Mining for Gold in Prescribing Records

Drug companies spent $5.0 billion on marketing prescription drugs directly to consumers last year and, as I have written in the past,  these ads have paid off. Studies have found that every dollar spent on DTC ads generates up to four dollars in additional sales of new drugs that are often only marginally better than far cheaper, generic versions or older drugs.

But as companies cut advertising budgets and introduce drugs that command smaller markets, there are signs that the days of $100 million-plus DTC ad campaigns might be over. A recent report by TNS Media, (a company that tracks media ads) found that DTC drug advertising was down 8% last year. Another survey of pharmaceutical industry marketers found that 58% of them plan to decrease DTC advertising this year, up from 28% in 2008.

One reason for the slowdown, according to the TNS report, is that companies are introducing fewer blockbuster drugs; the newest entries are approved for narrower uses with fewer potential patients and weaker sales projections. The report doesn’t mention that consumers also appear to be fed up with incessant advertising for erectile dysfunction, sleep problems and overactive bladder, and might be tuning out many of these mass-market missives. Drug companies also are facing keener oversight from policy makers who question the educational benefit of some DTC advertising and are examining their roll in increasing health care costs.

So where do drug companies go next to market their drugs? It turns out that many companies are refocusing their marketing efforts on an old, familiar target—physicians and their prescription pads.



 Pharmaceutical companies, of course, have always marketed directly to doctors—to the tune of more than $7.2  billion a year according to the Pew Prescription Project. That averages out to about $8,800 per doctor—although clearly some physicians (psychiatrists, for one) are targeted more heavily than others.

Much of that industry money is spent on detailing; the legions of sales reps who regularly visit physicians’ offices, pulling rolling bags stuffed full of free drug samples, journal articles and other giveaways. Drug companies also pay for doctors to travel to tropical islands and interesting cities to attend CME conferences, and they pay doctors to speak about the benefits of proprietary medications. They advertise in medical journals, fund research and send articles extolling the benefits of their drugs to physicians—including papers that recommend off-label uses. The euphemism commonly employed by the industry is that much of this pedaling is in the interest of “physician education.”

But, alas, public outcry—and the threat of federal legislation like the Physician Payment Sunshine Act that would require companies to report any payments or services provided to physicians valued at $100 or more—have caused companies to scale back on some of these time-worn methods. In January, for example, the industry trade group PhRMA voluntarily agreed to have member companies stop giving “branded” gifts (pens, pads, T-shirts, etc.) to doctors. They also promised to stop paying for physician meals and are requiring that money allocated for continuing medical education (CME) programs be handled by personnel who are not from sales and marketing departments.

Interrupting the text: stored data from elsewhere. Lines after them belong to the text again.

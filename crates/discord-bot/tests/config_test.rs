use std::collections::HashMap;
use std::path::PathBuf;

use datepoll_core::errors::ScheduleError;
use datepoll_discord_bot::config::BotConfig;
use pretty_assertions::assert_eq;

fn load(vars: &[(&str, &str)]) -> Result<BotConfig, ScheduleError> {
    let vars: HashMap<String, String> = vars
        .iter()
        .map(|(k, v)| (k.to_string(), v.to_string()))
        .collect();
    BotConfig::from_lookup(|key| vars.get(key).cloned())
}

#[test]
fn test_defaults() {
    let config = load(&[("DISCORD_TOKEN", "test_token")]).unwrap();

    assert_eq!(config.token, "test_token");
    assert_eq!(config.database_path, PathBuf::from(BotConfig::DEFAULT_DATABASE_PATH));
    assert_eq!(config.test_guild_id, None);
}

#[test]
fn test_all_variables() {
    let config = load(&[
        ("DISCORD_TOKEN", "test_token"),
        ("DATABASE_PATH", "/tmp/polls.db"),
        ("DISCORD_TEST_GUILD_ID", "123456789012345678"),
    ])
    .unwrap();

    assert_eq!(config.database_path, PathBuf::from("/tmp/polls.db"));
    assert_eq!(config.test_guild_id, Some(123456789012345678));
}

#[test]
fn test_missing_token_is_configuration_error() {
    let err = load(&[("DATABASE_PATH", "data/x.db")]).unwrap_err();
    assert!(matches!(err, ScheduleError::Configuration(_)));

    let err = load(&[("DISCORD_TOKEN", "   ")]).unwrap_err();
    assert!(matches!(err, ScheduleError::Configuration(_)));
}

#[test]
fn test_invalid_guild_id_is_rejected() {
    let err = load(&[("DISCORD_TOKEN", "t"), ("DISCORD_TEST_GUILD_ID", "guild")]).unwrap_err();
    assert!(matches!(err, ScheduleError::Configuration(_)));
}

To many, these voluntary efforts are hollow gestures; they do nothing to rein in industry-paid speaker fees, journal article handouts and other marketing ploys that are likely to have greater influence on doctor prescribing practices. And they also do nothing to address “data mining:” a growing—and controversial—industry practice in which companies like IMS Health and Verispan collect data on physician prescribing habits from pharmacy benefit managers and insurers and then sell this data to drug companies.

The resulting prescriber profiles—which include a physician’s name and the drugs he or she prescribes—have patient names removed by the time they are sold to drug companies. But armed with these profiles, marketers can tailor marketing material and detailing calls to individual providers. So, for example, if a doctor is prescribing Ambien for most of his sleep-deprived patients, he might receive marketing material and visits from Sepracor representatives that extol the benefits of Lunesta instead.

Critics see data mining as an invasion of privacy, for both patients and providers. From the provider side, many doctors are unaware that this confidential information is being sold. Ironically, the American Medical Association is a willing participant: the group sells physician profile information to companies like IMS to use in data mining efforts. In one year alone, the AMA profited $44 million in income from the practice (16% of its annual budget).

From the patient side, there is the concern that identifying information isn’t always removed by data mining firms before it is provided to marketers. Evidence of this comes from New Hampshire, where in 2006 the state legislature passed a prescription confidentiality law prohibiting the commercial use of prescribing records where the prescriber or patient is identified. According to New Hampshire Representative Cindy Rosenwald (one of the bill’s sponsors);

“We did hear testimony in New Hampshire that not all marketers actually do remove the patient’s name before they release those records to the outside vendor to begin the process of data mining the prescriber’s identity and prescribing record. . . .Our pharmacy board used to hear complaints from patients (about receiving ads in the mail for drugs to treat the medical conditions they have), and after our prescription confidentiality law went into effect, the complaints stopped.”

Ultimately, the kind of targeted marketing that results from data mining promotes the use of newer, more expensive drugs over their cheaper alternatives. It can lead to medication changes that harm patients and disrupt treatment. But from the industry’s point of view, data mining works. “According to the data mining industry itself,” states a Prescription Project fact sheet, “‘research has shown that winning just one more prescription per week from each prescriber yields an annual gain of $52 million in sales.’” 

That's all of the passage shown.